WORK INSTRUCTION:
Work through the entries below and show every line in which "exts" is found.

• • • • •

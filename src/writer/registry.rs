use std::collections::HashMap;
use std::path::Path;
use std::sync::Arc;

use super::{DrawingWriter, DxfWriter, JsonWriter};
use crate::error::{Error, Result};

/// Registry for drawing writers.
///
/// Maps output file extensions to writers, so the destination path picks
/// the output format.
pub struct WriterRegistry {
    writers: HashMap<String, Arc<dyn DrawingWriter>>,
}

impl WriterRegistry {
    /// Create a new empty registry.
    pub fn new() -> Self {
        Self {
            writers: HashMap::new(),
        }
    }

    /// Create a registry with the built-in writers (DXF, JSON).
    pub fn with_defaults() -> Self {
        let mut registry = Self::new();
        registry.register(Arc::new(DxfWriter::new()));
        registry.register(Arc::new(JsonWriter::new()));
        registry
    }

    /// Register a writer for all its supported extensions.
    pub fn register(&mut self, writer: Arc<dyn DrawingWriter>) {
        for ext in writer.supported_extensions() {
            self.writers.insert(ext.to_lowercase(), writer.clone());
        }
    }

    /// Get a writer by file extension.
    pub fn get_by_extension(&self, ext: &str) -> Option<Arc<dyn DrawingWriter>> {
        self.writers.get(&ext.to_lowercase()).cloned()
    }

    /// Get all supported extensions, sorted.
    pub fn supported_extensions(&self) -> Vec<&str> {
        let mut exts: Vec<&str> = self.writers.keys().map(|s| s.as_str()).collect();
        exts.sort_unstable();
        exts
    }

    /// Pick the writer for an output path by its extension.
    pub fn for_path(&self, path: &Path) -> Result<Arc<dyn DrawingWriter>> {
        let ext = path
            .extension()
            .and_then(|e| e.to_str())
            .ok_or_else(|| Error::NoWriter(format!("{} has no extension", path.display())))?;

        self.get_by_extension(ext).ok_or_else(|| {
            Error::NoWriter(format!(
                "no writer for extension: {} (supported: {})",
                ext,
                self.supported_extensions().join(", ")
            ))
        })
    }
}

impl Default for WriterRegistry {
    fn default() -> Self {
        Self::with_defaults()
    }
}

• • • • •

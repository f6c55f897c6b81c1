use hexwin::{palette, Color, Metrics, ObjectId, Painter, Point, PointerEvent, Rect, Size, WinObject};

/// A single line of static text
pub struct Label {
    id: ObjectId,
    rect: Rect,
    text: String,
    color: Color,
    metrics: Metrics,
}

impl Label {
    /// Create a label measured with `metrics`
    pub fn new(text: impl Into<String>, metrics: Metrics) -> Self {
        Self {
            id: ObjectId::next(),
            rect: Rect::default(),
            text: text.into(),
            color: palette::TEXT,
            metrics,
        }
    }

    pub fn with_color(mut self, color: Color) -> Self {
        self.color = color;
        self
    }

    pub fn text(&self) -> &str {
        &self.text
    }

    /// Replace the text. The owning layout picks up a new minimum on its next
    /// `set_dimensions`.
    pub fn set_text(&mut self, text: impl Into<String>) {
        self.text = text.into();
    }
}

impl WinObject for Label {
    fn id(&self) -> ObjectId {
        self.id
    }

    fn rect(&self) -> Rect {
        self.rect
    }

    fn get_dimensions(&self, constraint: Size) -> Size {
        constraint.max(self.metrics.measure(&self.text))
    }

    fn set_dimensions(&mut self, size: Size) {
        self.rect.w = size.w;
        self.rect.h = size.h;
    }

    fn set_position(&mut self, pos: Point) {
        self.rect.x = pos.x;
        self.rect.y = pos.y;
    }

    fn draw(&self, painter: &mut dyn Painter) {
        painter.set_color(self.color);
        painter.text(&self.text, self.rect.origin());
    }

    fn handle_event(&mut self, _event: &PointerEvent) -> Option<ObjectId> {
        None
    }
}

• • • • •

RESULT OF THIS TASK:
        let mut exts: Vec<&str> = self.writers.keys().map(|s| s.as_str()).collect();
        exts.sort_unstable();
        exts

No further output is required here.